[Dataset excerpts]

>>

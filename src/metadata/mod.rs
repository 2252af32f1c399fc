//! Store Metadata and the persistence envelope
//!
//! Every persisted unit is stamped with identity, schema version, shape and
//! timestamps. A loader validates the discriminator and version before any
//! migration runs.

mod envelope;
mod errors;
mod types;

pub use envelope::{envelope_document, RawEnvelope, ENVELOPE_CLASS};
pub use errors::{EnvelopeError, EnvelopeResult};
pub use types::{StorageKey, StoreMetadata, StoreShape};
//! # Storage Service Trait

use super::errors::StorageResult;
use crate::metadata::StorageKey;

/// Physical persistence for store envelopes.
///
/// Stores never touch the file system directly; they hand the rendered
/// envelope text to a service keyed by the store's identity.
pub trait StorageService: Send + Sync + std::fmt::Debug {
    /// Prepare the backend (create directories etc.)
    fn prepare(&self) -> StorageResult<()>;

    /// Size in bytes of the persisted envelope, 0 if absent
    fn size(&self, key: &StorageKey) -> StorageResult<u64>;

    /// Replace the persisted envelope
    fn write(&self, key: &StorageKey, text: &str) -> StorageResult<()>;

    /// Read the persisted envelope; absent or empty content is `None`
    fn read(&self, key: &StorageKey) -> StorageResult<Option<String>>;

    /// Delete the persisted envelope; deleting absent content succeeds
    fn delete(&self, key: &StorageKey) -> StorageResult<()>;
}
//! Version migration handlers and the per-store migration table

use std::collections::BTreeMap;
use std::fmt;
use std::sync::Arc;

use super::errors::{MigrationError, MigrationResult, MigrationStepError};
use crate::document::Document;

type TransformFn = dyn Fn(&mut Document) -> Result<(), MigrationStepError> + Send + Sync;

/// Adapts a document at `source_version` into one valid at `source_version + 1`.
///
/// For collection stores the transform sees one element at a time; for
/// singleton stores it sees the whole value.
#[derive(Clone)]
pub struct MigrationHandler {
    source_version: u32,
    transform: Arc<TransformFn>,
}

impl MigrationHandler {
    pub fn new<F>(source_version: u32, transform: F) -> Self
    where
        F: Fn(&mut Document) -> Result<(), MigrationStepError> + Send + Sync + 'static,
    {
        Self {
            source_version,
            transform: Arc::new(transform),
        }
    }

    pub fn source_version(&self) -> u32 {
        self.source_version
    }

    pub fn apply(&self, doc: &mut Document) -> Result<(), MigrationStepError> {
        (self.transform)(doc)
    }
}

impl fmt::Debug for MigrationHandler {
    fn fmt(&self, f: &mut fmt::Formatter<'_>) -> fmt::Result {
        f.debug_struct("MigrationHandler")
            .field("source_version", &self.source_version)
            .finish_non_exhaustive()
    }
}

/// Handlers keyed by source version. Fixed once handed to a store.
#[derive(Debug, Clone, Default)]
pub struct MigrationTable {
    handlers: BTreeMap<u32, MigrationHandler>,
}

impl MigrationTable {
    pub fn new() -> Self {
        Self::default()
    }

    /// Builds a table, rejecting two handlers for the same version.
    pub fn from_handlers(handlers: impl IntoIterator<Item = MigrationHandler>) -> MigrationResult<Self> {
        let mut table = Self::new();
        for handler in handlers {
            table.insert(handler)?;
        }
        Ok(table)
    }

    /// Registers a transform for `source_version`.
    pub fn register<F>(&mut self, source_version: u32, transform: F) -> MigrationResult<()>
    where
        F: Fn(&mut Document) -> Result<(), MigrationStepError> + Send + Sync + 'static,
    {
        self.insert(MigrationHandler::new(source_version, transform))
    }

    pub fn insert(&mut self, handler: MigrationHandler) -> MigrationResult<()> {
        let version = handler.source_version();
        if self.handlers.contains_key(&version) {
            return Err(MigrationError::DuplicateHandler(version));
        }
        self.handlers.insert(version, handler);
        Ok(())
    }

    pub fn get(&self, source_version: u32) -> Option<&MigrationHandler> {
        self.handlers.get(&source_version)
    }

    /// Handlers whose source version lies in `[from, to)`, ascending.
    pub fn range(&self, from: u32, to: u32) -> impl Iterator<Item = &MigrationHandler> {
        let upper = if to > from { to } else { from };
        self.handlers.range(from..upper).map(|(_, h)| h)
    }

    pub fn versions(&self) -> impl Iterator<Item = u32> + '_ {
        self.handlers.keys().copied()
    }

    pub fn len(&self) -> usize {
        self.handlers.len()
    }

    pub fn is_empty(&self) -> bool {
        self.handlers.is_empty()
    }
}
//! Configuration error types
//!
//! All configuration errors are fatal: a process must not start with a
//! half-understood configuration.

use std::io;
use std::path::PathBuf;

use thiserror::Error;

use crate::document::DocumentError;

pub type ConfigResult<T> = Result<T, ConfigError>;

#[derive(Debug, Error)]
pub enum ConfigError {
    #[error("Failed to read config {path}: {source}")]
    Read {
        path: PathBuf,
        #[source]
        source: io::Error,
    },

    #[error("Invalid config JSON in {path}: {source}")]
    Parse {
        path: PathBuf,
        #[source]
        source: serde_json::Error,
    },

    #[error("Invalid config: {0}")]
    Invalid(String),

    #[error("Invalid path '{path}' in config")]
    Path {
        path: String,
        #[source]
        source: DocumentError,
    },
}

impl ConfigError {
    pub fn invalid(msg: impl Into<String>) -> Self {
        ConfigError::Invalid(msg.into())
    }

    pub fn code(&self) -> &'static str {
        "STASH_CONFIG_ERROR"
    }
}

<<

[Work request]
Find all the lines with "range" in the data and copy them.

[Solution]
    pub fn range(&self, from: u32, to: u32) -> impl Iterator<Item = &MigrationHandler> {
        self.handlers.range(from..upper).map(|(_, h)| h)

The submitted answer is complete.